Segundo Lucas, a Bienal tem um papel enorme na formação do leitor, “é um evento com milhares de pessoas e com diversas editoras, o que garante um consumo muito grande. O mercado vai sofrer um impacto, principalmente as editoras e autores menores, que acabam ganhando uma visibilidade maior nesses eventos”, diz. “Apesar de triste, foi uma decisão sensata. O mercado editorial vai precisar de alternativas para driblar esse fato, mas acredito que seja algo bem possível, visto que as vendas pela internet aumentaram também”.
DEMOCRATIZAÇÃO DA LEITURA NO BRASIL
A questão do valor do livro físico é uma das principais problemáticas apontadas por leitores. Em relação a isso, a diretora de marketing da Sextante comenta que o livro tem essa pecha de ser caro no Brasil, mas que se corrigissem o preço de alguns dos títulos que publicam, apenas pela inflação, as obras poderiam custar cerca de R$ 100,00, porém a editora mantém o preço de capa por R$ 54,90, como é o caso de “O Código Da Vinci”.
Para Lucas, o que pode ajudar a promover a literatura no país é “buscar alternativas de baratear os preços de capas dos livros, diminuir as barreiras entre autor e leitor, tudo que ajude a tirar o aspecto elitista da literatura e mostrar que ela pode ser extremamente democrática e abranger qualquer tipo de público”. Ele também ressalta a importância da representatividade, “visto que aproxima e torna comum, como a publicação de autores negros, nacionais, periféricos e LGBTs”.
“A leitura, a meu ver, precisa ser incentivada e menos elitizada, portanto, quanto mais próxima da realidade da pessoa, mas acessível ela pode ser”, comenta Lucas. “Fiz Produção Editorial, sei o trabalho (e custos) para a produção de um livro, mas isso ainda não muda a realidade financeira do país em que vivemos.
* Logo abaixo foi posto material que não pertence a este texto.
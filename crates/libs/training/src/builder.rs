use crate::packs::{default_pack, find_pack};
use crate::request::TrainRequest;
use inspection::AggregatedCharacteristics;
use replicate::TrainingInput;

/// Derives the trigger word from the model name when the config does not
/// supply one: `sks` plus the first four characters of the name.
#[must_use]
pub fn derive_trigger_word(model_name: &str) -> String {
    let prefix: String = model_name.chars().take(4).collect();
    format!("sks{prefix}")
}

/// Builds the provider training input from a validated request and the
/// aggregated characteristics of its photos. The pack preset decides the
/// style prompt and LoRA type; the consensus characteristics are folded
/// into the prompt so the trained model reflects the subject's appearance.
#[must_use]
pub fn build_training_input(
    request: &TrainRequest,
    characteristics: &AggregatedCharacteristics,
) -> TrainingInput {
    let pack = request
        .pack_slug
        .as_deref()
        .and_then(find_pack)
        .unwrap_or_else(default_pack);
    let config = request.training_config.clone().unwrap_or_default();
    let trigger_word = config
        .trigger_word
        .unwrap_or_else(|| derive_trigger_word(&request.model_name));

    TrainingInput {
        input_images: request.image_urls.clone(),
        model_name: request.model_name.clone(),
        trigger_word,
        lora_type: pack.lora_type,
        training_steps: config.training_steps,
        learning_rate: config.learning_rate,
        resolution: config.resolution,
        style_prompt: render_style_prompt(pack.style_prompt, characteristics),
        subject_type: request.subject_type.provider_name().to_string(),
    }
}

fn render_style_prompt(base: &str, characteristics: &AggregatedCharacteristics) -> String {
    if characteristics.is_empty() {
        return base.to_string();
    }
    let hints = characteristics
        .iter()
        .map(|(field, value)| format!("{}: {value}", field.replace('_', " ")))
        .collect::<Vec<_>>()
        .join(", ");
    format!("{base}, subject characteristics: {hints}")
}

#[cfg(test)]
mod tests {
    use super::*;
    use crate::request::{SubjectType, TrainingConfig};
    use inspection::{ImageAnalysisRecord, aggregate};
    use replicate::LoraType;

    fn request(pack_slug: Option<&str>) -> TrainRequest {
        TrainRequest {
            image_urls: vec![
                "https://x/1.jpg".to_string(),
                "https://x/2.jpg".to_string(),
            ],
            model_name: "my-pro-headshots".to_string(),
            pack_slug: pack_slug.map(str::to_string),
            subject_type: SubjectType::Man,
            training_config: None,
        }
    }

    #[test]
    fn trigger_word_is_derived_from_the_model_name() {
        assert_eq!(derive_trigger_word("my-pro-headshots"), "sksmy-p");
        assert_eq!(derive_trigger_word("ab"), "sksab");
    }

    #[test]
    fn configured_trigger_word_wins_over_derivation() {
        let mut request = request(None);
        request.training_config = Some(TrainingConfig {
            trigger_word: Some("skszzz".to_string()),
            ..Default::default()
        });
        let input = build_training_input(&request, &AggregatedCharacteristics::default());
        assert_eq!(input.trigger_word, "skszzz");
    }

    #[test]
    fn pack_preset_decides_style_prompt_and_lora_type() {
        let input = build_training_input(
            &request(Some("actor-headshots")),
            &AggregatedCharacteristics::default(),
        );
        assert_eq!(input.lora_type, LoraType::Style);
        assert_eq!(
            input.style_prompt,
            "professional actor headshot, dramatic lighting, cinematic, high detail, 85mm"
        );
    }

    #[test]
    fn missing_pack_falls_back_to_corporate() {
        let input = build_training_input(&request(None), &AggregatedCharacteristics::default());
        assert!(input.style_prompt.starts_with("professional corporate headshot"));
    }

    #[test]
    fn characteristics_are_folded_into_the_style_prompt() {
        let records = vec![
            ImageAnalysisRecord {
                hair_color: Some("brown".to_string()),
                name: Some("man".to_string()),
                ..Default::default()
            },
            ImageAnalysisRecord {
                hair_color: Some("brown".to_string()),
                ..Default::default()
            },
        ];
        let input = build_training_input(&request(None), &aggregate(&records));
        assert!(input.style_prompt.contains("subject characteristics:"));
        assert!(input.style_prompt.contains("hair color: brown"));
        assert!(input.style_prompt.contains("name: man"));
    }

    #[test]
    fn request_fields_flow_through() {
        let input = build_training_input(&request(None), &AggregatedCharacteristics::default());
        assert_eq!(input.input_images.len(), 2);
        assert_eq!(input.model_name, "my-pro-headshots");
        assert_eq!(input.subject_type, "male");
        assert_eq!(input.training_steps, 1000);
        assert_eq!(input.resolution, 768);
    }
}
Como alternativa, a gente pode ter mais sebos e bibliotecas”.
Para Marina Carvalho, “é praticamente impossível encontrar alguém que não consuma cultura de alguma forma, seja em forma de música, em forma de filmes, de séries, de livros, HQs, por meio físico ou digital”. Segundo ela, “a cultura alivia, amplia a nossa visão sobre as coisas, é capaz de gerar certo conforto e nos manter minimamente equilibrados nesse momento tão horrível pelo qual passamos, e sem ela acredito que estaríamos vivendo de uma maneira muito mais oprimida dentro dos nossos próprios sentimentos”.
No entanto, ela ressalta que muitas pessoas não têm condições de voltar seu cotidiano e sua rotina para obras culturais por problemas de falta de privilégios. “Ou porque trabalham desesperadamente para levar comida para dentro de casa ou por outros fatores complicados e complexos que dizem respeito a essa imensa desigualdade que nós vivemos no nosso país”.
A leitora Bianca Araujo diz que gostaria que os escritores e suas obras fossem mais valorizados, que os livros fossem produzidos com mais qualidade e valor acessível. Além disso, salienta que mais parcerias e projetos de leitura precisam ser desenvolvidos junto com as escolas, visando principalmente a educação básica.
Marina Carvalho também reforça o incentivo a recursos para disponibilizar livros acessíveis ao público de uma maneira geral. “Se isso não for feito acredito que os índices de leitura no Brasil, vão ficar cada vez mais vergonhosos e distantes de uma realidade que a gente gostaria de ter”.
No site da Amazon é possível encontrar vários e-books para ler de graça no aplicativo do Kindle. Outra alternativa é o portal Domínio Público, a biblioteca digital do governo federal que disponibiliza gratuitamente um acervo diverso de livros para download, como clássicos da literatura, literatura de cordel, infantil, poesia, obras completas de autores como Machado de Assis, entre outras categorias.